That's an odd statement for Mitt Romney to make, and not merely because he previously declared himself part of "the 80 to 90 percent of us" who are middle class. Romney's own economic plan says otherwise. Romney's isn't worried about fixing the safety net; he wants to shred it. And in December, Chris Wallace of Fox News called him on it.

    WALLACE: But you don't think if you cut $700 billion dollars in aid to the states that some people are going to get hurt?

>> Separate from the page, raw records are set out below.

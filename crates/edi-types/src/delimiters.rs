//! Delimiter discovery for the two supported wire formats.
//!
//! X12 fixes its delimiter set in the first 106 bytes of the `ISA` segment;
//! EDIFACT fixes its own (optionally) in a leading `UNA` service-string
//! advice, falling back to built-in defaults otherwise.

use core::fmt;

/// Which wire format a document uses. Determined from its first three bytes.
#[derive(Debug, Clone, Copy, PartialEq, Eq)]
pub enum EdiType {
    X12,
    Edifact,
}

impl fmt::Display for EdiType {
    fn fmt(&self, f: &mut fmt::Formatter<'_>) -> fmt::Result {
        match self {
            EdiType::X12 => write!(f, "X12"),
            EdiType::Edifact => write!(f, "EDIFACT"),
        }
    }
}

/// Failure to establish a delimiter set from the envelope prefix.
#[derive(Debug, Clone, PartialEq, Eq)]
pub enum DelimiterError {
    /// `UNA` segment was present but not exactly 9 bytes long.
    InvalidUnaLength { expected: usize, actual: usize },
    /// Input did not start with a recognized `UNA`/`ISA` prefix where one was required.
    InvalidPrefix,
    /// The `ISA` segment was shorter than the fixed 106-byte envelope layout.
    IsaTooShort { actual: usize },
    /// Two delimiter roles were assigned the same byte.
    Collision { byte: u8 },
    /// Neither `ISA` nor `UNA`/EDIFACT envelope markers were recognized.
    UnrecognizedEnvelope,
}

impl fmt::Display for DelimiterError {
    fn fmt(&self, f: &mut fmt::Formatter<'_>) -> fmt::Result {
        match self {
            DelimiterError::InvalidUnaLength { expected, actual } => write!(
                f,
                "UNA segment must be exactly {expected} bytes, got {actual}"
            ),
            DelimiterError::InvalidPrefix => write!(f, "expected UNA prefix"),
            DelimiterError::IsaTooShort { actual } => {
                write!(f, "ISA segment must be at least 106 bytes, got {actual}")
            }
            DelimiterError::Collision { byte } => {
                write!(f, "delimiter byte {:#04x} assigned to more than one role", byte)
            }
            DelimiterError::UnrecognizedEnvelope => {
                write!(f, "input does not start with a recognized ISA or UNA/UNB envelope")
            }
        }
    }
}

impl std::error::Error for DelimiterError {}

/// The five (or six, for EDIFACT) single-byte delimiters that govern
/// tokenization of one document.
#[derive(Debug, Clone, Copy, PartialEq, Eq)]
pub struct DelimiterSet {
    /// Terminates a segment.
    pub segment: u8,
    /// Separates fields (elements) within a segment.
    pub field: u8,
    /// Separates subfields (components) within a composite field.
    pub component: u8,
    /// Separates repeated values within a repetition group.
    pub repetition: u8,
    /// Escapes the following byte, taking it literally.
    pub release: u8,
    /// Decimal mark used when decoding `R` (real) fields. EDIFACT-only
    /// concept in the wire format; X12 always uses `.`.
    pub decimal_mark: u8,
    /// Whether the segment terminator is followed by CR/LF that must be
    /// consumed as part of the terminator rather than leading whitespace
    /// of the next segment.
    pub trailing_newline: bool,
}

impl DelimiterSet {
    /// EDIFACT defaults per the UNCTAD/ISO 9735 service-string-advice
    /// convention, used when no `UNA` segment is present.
    pub const EDIFACT_DEFAULT: Self = Self {
        component: b':',
        field: b'+',
        decimal_mark: b'.',
        release: b'?',
        segment: b'\'',
        repetition: b'*',
        trailing_newline: false,
    };

    /// Checks that no two delimiter roles share a byte value.
    pub fn validate_no_collisions(&self) -> Result<(), DelimiterError> {
        let roles = [
            self.segment,
            self.field,
            self.component,
            self.repetition,
            self.release,
        ];
        for i in 0..roles.len() {
            for j in (i + 1)..roles.len() {
                if roles[i] == roles[j] {
                    return Err(DelimiterError::Collision { byte: roles[i] });
                }
            }
        }
        Ok(())
    }

    /// Parses a 9-byte EDIFACT `UNA` segment: `"UNA"` followed by six
    /// delimiter bytes in the order component, field, decimal, release,
    /// reserved, segment.
    pub fn from_una(una: &[u8]) -> Result<Self, DelimiterError> {
        if una.len() != 9 {
            return Err(DelimiterError::InvalidUnaLength {
                expected: 9,
                actual: una.len(),
            });
        }
        if &una[0..3] != b"UNA" {
            return Err(DelimiterError::InvalidPrefix);
        }
        Ok(Self {
            component: una[3],
            field: una[4],
            decimal_mark: una[5],
            release: una[6],
            // una[7] is reserved, unused
            segment: una[8],
            repetition: b'*',
            trailing_newline: false,
        })
    }

    /// Detects EDIFACT delimiters from the start of an input buffer.
    /// Returns `(has_explicit_una, delimiters)`.
    pub fn detect_edifact(input: &[u8]) -> (bool, Self) {
        if input.len() >= 9 && &input[0..3] == b"UNA" {
            if let Ok(d) = Self::from_una(&input[0..9]) {
                return (true, d);
            }
        }
        (false, Self::EDIFACT_DEFAULT)
    }

    /// Parses the fixed 106-byte `ISA` envelope segment of an X12 document.
    /// Field separator is the byte at offset 3; component separator at
    /// offset 104; segment terminator at offset 105; the repetition
    /// separator is read from ISA12 (offset 82) for versions >= 00402 and
    /// defaults to `^` otherwise. Trailing CR/LF after the terminator is
    /// tolerated and recorded.
    pub fn from_isa(input: &[u8]) -> Result<Self, DelimiterError> {
        const ISA_LEN: usize = 106;
        if input.len() < ISA_LEN {
            return Err(DelimiterError::IsaTooShort {
                actual: input.len(),
            });
        }
        if &input[0..3] != b"ISA" {
            return Err(DelimiterError::UnrecognizedEnvelope);
        }
        let field = input[3];
        let component = input[104];
        let segment = input[105];

        // ISA11 (1 byte, offset 82) holds the repetition separator in
        // versions >= 00402; ISA12 (5 bytes, offset 83..88) is the version.
        let version = &input[83..88];
        let repetition = if version >= b"00402" as &[u8] {
            input[82]
        } else {
            b'^'
        };

        let trailing_newline = matches!(input.get(ISA_LEN), Some(b'\r') | Some(b'\n'));

        Ok(Self {
            component,
            field,
            decimal_mark: b'.',
            release: 0, // X12 has no release character in the classic envelope
            segment,
            repetition,
            trailing_newline,
        })
    }

    /// Detects the wire format and delimiter set from the first bytes of
    /// a document. Examines only the envelope prefix (first ~200 bytes).
    pub fn detect(input: &[u8]) -> Result<(EdiType, Self, bool), DelimiterError> {
        if input.len() >= 3 && &input[0..3] == b"ISA" {
            let d = Self::from_isa(input)?;
            d.validate_no_collisions()?;
            let explicit = true;
            return Ok((EdiType::X12, d, explicit));
        }
        if input.len() >= 3 && (&input[0..3] == b"UNA" || &input[0..3] == b"UNB") {
            let (explicit_una, d) = Self::detect_edifact(input);
            d.validate_no_collisions()?;
            return Ok((EdiType::Edifact, d, explicit_una));
        }
        Err(DelimiterError::UnrecognizedEnvelope)
    }
}

impl Default for DelimiterSet {
    fn default() -> Self {
        Self::EDIFACT_DEFAULT
    }
}

impl fmt::Display for DelimiterSet {
    fn fmt(&self, f: &mut fmt::Formatter<'_>) -> fmt::Result {
        write!(
            f,
            "component={} field={} decimal={} release={} segment={} repetition={}",
            self.component as char,
            self.field as char,
            self.decimal_mark as char,
            self.release as char,
            self.segment as char,
            self.repetition as char,
        )
    }
}

#[cfg(test)]
mod tests {
    use super::*;

    #[test]
    fn edifact_default_matches_spec() {
        let d = DelimiterSet::EDIFACT_DEFAULT;
        assert_eq!(d.component, b':');
        assert_eq!(d.field, b'+');
        assert_eq!(d.decimal_mark, b'.');
        assert_eq!(d.release, b'?');
        assert_eq!(d.segment, b'\'');
    }

    #[test]
    fn from_una_parses_standard() {
        let d = DelimiterSet::from_una(b"UNA:+.? '").unwrap();
        assert_eq!(d.component, b':');
        assert_eq!(d.field, b'+');
        assert_eq!(d.decimal_mark, b'.');
        assert_eq!(d.release, b'?');
        assert_eq!(d.segment, b'\'');
    }

    #[test]
    fn from_una_rejects_wrong_length() {
        let err = DelimiterSet::from_una(b"UNA:+.?").unwrap_err();
        assert_eq!(
            err,
            DelimiterError::InvalidUnaLength {
                expected: 9,
                actual: 7
            }
        );
    }

    #[test]
    fn from_una_rejects_wrong_prefix() {
        let err = DelimiterSet::from_una(b"XXX:+.? '").unwrap_err();
        assert_eq!(err, DelimiterError::InvalidPrefix);
    }

    #[test]
    fn detect_edifact_without_una_uses_defaults() {
        let (has_una, d) = DelimiterSet::detect_edifact(b"UNB+UNOC:3+SENDER+RECEIVER'");
        assert!(!has_una);
        assert_eq!(d, DelimiterSet::EDIFACT_DEFAULT);
    }

    #[test]
    fn detect_edifact_with_custom_una() {
        let (has_una, d) = DelimiterSet::detect_edifact(b"UNA|^.!_#UNB...");
        assert!(has_una);
        assert_eq!(d.component, b'|');
        assert_eq!(d.field, b'^');
        assert_eq!(d.segment, b'#');
    }

    fn fixed_isa(field: u8, component: u8, segment: u8, version: &[u8; 5], rep: u8) -> Vec<u8> {
        let mut buf = vec![b' '; 106];
        buf[0..3].copy_from_slice(b"ISA");
        buf[3] = field;
        buf[83..88].copy_from_slice(version);
        buf[82] = rep;
        buf[104] = component;
        buf[105] = segment;
        buf
    }

    #[test]
    fn from_isa_extracts_fixed_positions() {
        let buf = fixed_isa(b'*', b':', b'~', b"00501", b'^');
        let d = DelimiterSet::from_isa(&buf).unwrap();
        assert_eq!(d.field, b'*');
        assert_eq!(d.component, b':');
        assert_eq!(d.segment, b'~');
        assert_eq!(d.repetition, b'^');
    }

    #[test]
    fn from_isa_pre_00402_ignores_offset_82_byte() {
        // Pre-00402, offset 82 is a reserved filler, not a repetition separator;
        // the parser must fall back to the `^` default regardless of its value.
        let buf = fixed_isa(b'*', b':', b'~', b"00401", b'!');
        let d = DelimiterSet::from_isa(&buf).unwrap();
        assert_eq!(d.repetition, b'^');
    }

    #[test]
    fn from_isa_too_short_is_error() {
        let err = DelimiterSet::from_isa(b"ISA*00").unwrap_err();
        assert!(matches!(err, DelimiterError::IsaTooShort { .. }));
    }

    #[test]
    fn detect_dispatches_on_prefix() {
        let buf = fixed_isa(b'*', b':', b'~', b"00501", b'^');
        let (edi_type, _, _) = DelimiterSet::detect(&buf).unwrap();
        assert_eq!(edi_type, EdiType::X12);

        let (edi_type, _, explicit) = DelimiterSet::detect(b"UNA:+.? 'UNB+...").unwrap();
        assert_eq!(edi_type, EdiType::Edifact);
        assert!(explicit);
    }

    #[test]
    fn detect_rejects_unrecognized_envelope() {
        let err = DelimiterSet::detect(b"XYZ whatever").unwrap_err();
        assert_eq!(err, DelimiterError::UnrecognizedEnvelope);
    }

    #[test]
    fn collision_detected() {
        let buf = fixed_isa(b'*', b'*', b'~', b"00501", b'^');
        let err = DelimiterSet::detect(&buf).unwrap_err();
        assert_eq!(err, DelimiterError::Collision { byte: b'*' });
    }

    #[test]
    fn trailing_newline_after_isa_recorded() {
        let mut buf = fixed_isa(b'*', b':', b'~', b"00501", b'^');
        buf.push(b'\n');
        let d = DelimiterSet::from_isa(&buf).unwrap();
        assert!(d.trailing_newline);
    }
}
//! The assembled document tree: grammar nodes matched against the actual
//! segment stream, carrying both the original [`RawSegment`] and its
//! decoded field values.

use edi_grammar::NodeIndex;
use edi_types::RawSegment;
use edi_validate::FieldValue;

/// A segment as it occurred in the document, paired with the decoded
/// value of each schema field (position-aligned; `None` where the field
/// was absent or failed to decode).
#[derive(Debug, Clone)]
pub struct AssembledSegment<'a> {
    pub raw: RawSegment<'a>,
    pub values: Vec<Option<FieldValue>>,
}

impl<'a> AssembledSegment<'a> {
    pub fn value(&self, position: usize) -> Option<&FieldValue> {
        self.values.get(position).and_then(|v| v.as_ref())
    }
}

/// One occurrence of a repeating group: the ordered nodes matched during
/// that single pass through the group's children.
#[derive(Debug, Clone, Default)]
pub struct GroupInstance<'a> {
    pub nodes: Vec<TreeNode<'a>>,
}

/// A record group matched zero or more times against the grammar node at
/// `node_index`.
#[derive(Debug, Clone)]
pub struct AssembledGroup<'a> {
    pub name: String,
    pub node_index: NodeIndex,
    pub instances: Vec<GroupInstance<'a>>,
}

impl<'a> AssembledGroup<'a> {
    /// Every segment anywhere in this group's subtree, in document order
    /// — the same walk [`TreeNode::flatten_segments`] does for a single
    /// node, rooted here instead.
    pub fn flatten_segments(&self) -> Vec<&AssembledSegment<'a>> {
        let mut out = Vec::new();
        for instance in &self.instances {
            for node in &instance.nodes {
                node.collect_segments(&mut out);
            }
        }
        out
    }
}

/// One node of the assembled tree: either a matched segment or a matched
/// (possibly repeating) group.
#[derive(Debug, Clone)]
pub enum TreeNode<'a> {
    Segment(AssembledSegment<'a>),
    Group(AssembledGroup<'a>),
}

impl<'a> TreeNode<'a> {
    pub fn as_segment(&self) -> Option<&AssembledSegment<'a>> {
        match self {
            TreeNode::Segment(s) => Some(s),
            TreeNode::Group(_) => None,
        }
    }

    pub fn as_group(&self) -> Option<&AssembledGroup<'a>> {
        match self {
            TreeNode::Group(g) => Some(g),
            TreeNode::Segment(_) => None,
        }
    }

    /// Depth-first walk collecting every segment in the subtree, in
    /// document order.
    pub fn flatten_segments(&self) -> Vec<&AssembledSegment<'a>> {
        let mut out = Vec::new();
        self.collect_segments(&mut out);
        out
    }

    fn collect_segments<'s>(&'s self, out: &mut Vec<&'s AssembledSegment<'a>>) {
        match self {
            TreeNode::Segment(s) => out.push(s),
            TreeNode::Group(g) => {
                for instance in &g.instances {
                    for node in &instance.nodes {
                        node.collect_segments(out);
                    }
                }
            }
        }
    }
}

#[cfg(test)]
mod tests {
    use super::*;
    use edi_types::SegmentPosition;

    fn seg(tag: &str) -> AssembledSegment<'_> {
        AssembledSegment {
            raw: RawSegment::new(tag, vec![], SegmentPosition::new(1, 0, 1, 0)),
            values: vec![],
        }
    }

    #[test]
    fn flatten_segments_walks_nested_groups() {
        let tree = TreeNode::Group(AssembledGroup {
            name: "2000".into(),
            node_index: 0,
            instances: vec![GroupInstance {
                nodes: vec![
                    TreeNode::Segment(seg("HL")),
                    TreeNode::Group(AssembledGroup {
                        name: "2010".into(),
                        node_index: 1,
                        instances: vec![GroupInstance {
                            nodes: vec![TreeNode::Segment(seg("NM1"))],
                        }],
                    }),
                ],
            }],
        });

        let flat: Vec<&str> = tree.flatten_segments().iter().map(|s| s.raw.id).collect();
        assert_eq!(flat, vec!["HL", "NM1"]);
    }

    #[test]
    fn assembled_group_flatten_segments_matches_treenode_walk() {
        let group = AssembledGroup {
            name: "root".into(),
            node_index: 0,
            instances: vec![GroupInstance {
                nodes: vec![TreeNode::Segment(seg("ST")), TreeNode::Segment(seg("BPR"))],
            }],
        };
        let flat: Vec<&str> = group.flatten_segments().iter().map(|s| s.raw.id).collect();
        assert_eq!(flat, vec!["ST", "BPR"]);
    }

    #[test]
    fn as_segment_and_as_group_discriminate() {
        let node = TreeNode::Segment(seg("BPR"));
        assert!(node.as_segment().is_some());
        assert!(node.as_group().is_none());
    }
}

    ROMNEY: In the same way that by cutting welfare spending dramatically, I don't think we hurt the poor. In the same way I think cutting Medicaid spending by having it go to the states run more efficiently with less fraud, I don't think will hurt the people that depend on that program for their healthcare.

It's not just that Romney's block grant program would lead governors to begin "capping enrollment, thinning benefits, increasing co-payments, and so on" in the future. As Ezra Klein explained, they are already doing that now:

    Twenty states implemented benefit restrictions in the past year. In fiscal year 2010, 39 states implemented Medicaid provider rate cuts or freezes (up from 33 in fiscal year 2009), and 37 states have provider rate restrictions planned for the next fiscal year.

And as the Kaiser Family Foundation determined last year, the Ryan plan championed by Mitt Romney and virtually every Republican in Washington to repeal the Affordable Care Act would certainly hurt working Americans as well:

    "By 2021, between 31 million and 44 million fewer people nationally would have Medicaid coverage under the House Budget Plan relative to expected enrollment under current law."

Then there's Mitt Romney's tax plan.

That's the one he claimed was focused on the middle class. It's not just that his proposal to make the Bush tax cuts permanent and eliminate the capital gains tax on the first $200,000 of investment income does not help the middle class, it's that Mitt Romney would deliver another gilded-class payday to the very rich, himself included.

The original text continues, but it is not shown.